Vers vingt ans, une lueur est enfin venue éclairer l'obscurité de mon existence : Internet. J'allais enfin pouvoir peut-être tisser des liens, parler ou plutôt écrire sans être freinée par cette boule invisible qui se rappelait à moi quand je devais le faire dans la vraie vie. Cette lumière, bien qu'artificielle m'a apporté une bouffé d'oxygène l'espace de quelques années. Mais peu à peu, la personne que je fais semblant d'être au quotidien a tellement gommé et effacé celle que je suis vraiment que même dans le monde virtuel, elle se montre présente. Alors que j'avais espéré trouver sur la toile, un endroit, où je pourrais être moi et dire ce que je pense, je me suis rendu compte que je ne le faisais pas. Là aussi, je finissais par dire ce que la personne que je fais semblant d'être, pensait. Je suis devenue prisonnière de mon masque, il m'empêche autant que la boule d'angoisse toujours présente, de respirer et d'être moi et je sais qu'il est trop tard à présent pour tenter de l'enlever. Il me colle trop à la peau. Parfois je finis même par me demander si je ne suis pas réellement devenue cette personne que je fais semblant d'être. Mais non, définitivement non. Je ne partage pas sa vision des choses. Si ce costume m'a permis d'avancer, il est à présent aussi lourd à porter que les chaines qu'il m'a pourtant aidé à porter toutes ces années.
Faudra que je cours
Tous les jours
Faudra-t-il que je cours
Jusqu'au bout
Pour connaître le monde
Et l'amour
Il faudra que je cours
Tous les jours
Fais moi de la place
Juste un peu de place
Pour ne pas qu'on m'efface
Fais moi de la place
Juste un peu de place
Pour ne pas qu'on m'efface
Fais moi de la place
Cette place, l'aurais-je un jour ? Ou devrais-je pour citer Henry David Thoreau « découvrir quand je viendrais à mourir, que je n'avais pas vécu ». Cette phrase, j'avais douze ou treize ans lorsqu'elle a résonné en moi pour la première. J'étais allée au cinéma avec mes parents voir le film « Le cercle des poètes disparus » dans lequel, elle est citée. Pour éviter d'en arriver là, le film avait sa solution, sa devise : Carpe diem. Profite du jour présent. Mais profiter de quoi ? Je ne voyais pas une seule chose dans ma vie dont j'aurais pu tirer profit. Ce film, alors que je ne tenais pas à le voir, m'a donné une claque en plein visage, me faisant prendre conscience de l'état de mon existence. Je vivais dans un futur hypothétique alors qu'il prônait de se réjouir surtout du présent. Ne pouvait y parvenir, que pouvais-je faire ? Serais-je un jour amenée à accomplir le même geste que l'un des protagonistes qui lorsqu'il comprend que son présent ne pourra jamais être en adéquation avec l'avenir dont il rêve et la personne qu'il est vraiment, préfère en finir ?

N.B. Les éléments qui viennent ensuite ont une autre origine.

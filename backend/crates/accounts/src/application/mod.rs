//! Application Layer
//!
//! Use cases and application services.

pub mod authorize;
pub mod change_password;
pub mod config;
pub mod login;
pub mod logout;
pub mod refresh_session;
pub mod register;

// Re-exports
pub use authorize::AuthorizeUseCase;
pub use change_password::{ChangePasswordInput, ChangePasswordUseCase};
pub use config::AccountsConfig;
pub use login::{LoginInput, LoginOutput, LoginUseCase};
pub use logout::LogoutUseCase;
pub use refresh_session::{RefreshSessionOutput, RefreshSessionUseCase};
pub use register::{RegisterInput, RegisterUseCase};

Depuis ce jour, cette question, je me la pose régulièrement et au fil du temps, elle est même revenue de plus en plus fréquemment et aujourd'hui, il n'est pas un soir où je m'endors sans me l'être posée. Pourtant, à quoi bon se poser une question dont on connaît depuis toujours la réponse ? Peut-être parce que celle-ci nous fait mal. Il parait qu'on devient adulte lorsqu'on fait le deuil des rêves impossibles et irréalisables de notre enfance et de notre adolescence. Si c'est le cas, je crois que j'ai été adulte il y a bien longtemps car on fond de moi, j'ai toujours eu la certitude que je ne serais jamais cette femme normale, cette madame tout le monde dont j'avais rêvé. La question que je me pose à présent quotidiennement c'est « Combien de temps encore me poserais-je une question dont je connais douloureusement la réponse ? ».